## YOUR TASK:
In the records below, pick out all lines containing the word "RwLock".

======

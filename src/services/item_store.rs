use std::sync::RwLock;
use serde_json::{Map, Value};
use thiserror::Error;
use tracing::error;
use uuid::Uuid;
use crate::models::Item;
use crate::utils::time::utc_now_iso;

#[derive(Debug, Error)]
pub enum StoreError {
    #[error("item store lock poisoned")]
    Poisoned,
}

/// In-memory, insertion-ordered collection of items.
///
/// Lives as long as the process; nothing is persisted. Appends take the write
/// lock so ids stay unique and order stays stable across worker threads.
#[derive(Debug, Default)]
pub struct ItemStore {
    items: RwLock<Vec<Item>>,
}

impl ItemStore {
    pub fn new() -> Self {
        Self::default()
    }

    /// All items in insertion order
    pub fn list(&self) -> Vec<Item> {
        // A push either happened or it didn't, so a poisoned vec is still consistent
        let items = self.items.read().unwrap_or_else(|poisoned| poisoned.into_inner());
        items.clone()
    }

    pub fn len(&self) -> usize {
        self.items.read().unwrap_or_else(|poisoned| poisoned.into_inner()).len()
    }

    /// Stamp the client fields with a fresh id and timestamp, then store them.
    /// Client-supplied `id` / `created_at` are replaced.
    pub fn append(&self, mut fields: Map<String, Value>) -> Result<Item, StoreError> {
        fields.remove("id");
        fields.remove("created_at");

        let item = Item {
            id: Uuid::new_v4().to_string(),
            created_at: utc_now_iso(),
            fields,
        };

        let mut items = match self.items.write() {
            Ok(items) => items,
            Err(_) => {
                error!("Item store lock poisoned, rejecting append");
                return Err(StoreError::Poisoned);
            }
        };
        items.push(item.clone());

        Ok(item)
    }
}
pub mod item_store;

pub use item_store::*;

======

## RESULT:
use std::sync::RwLock;
    items: RwLock<Vec<Item>>,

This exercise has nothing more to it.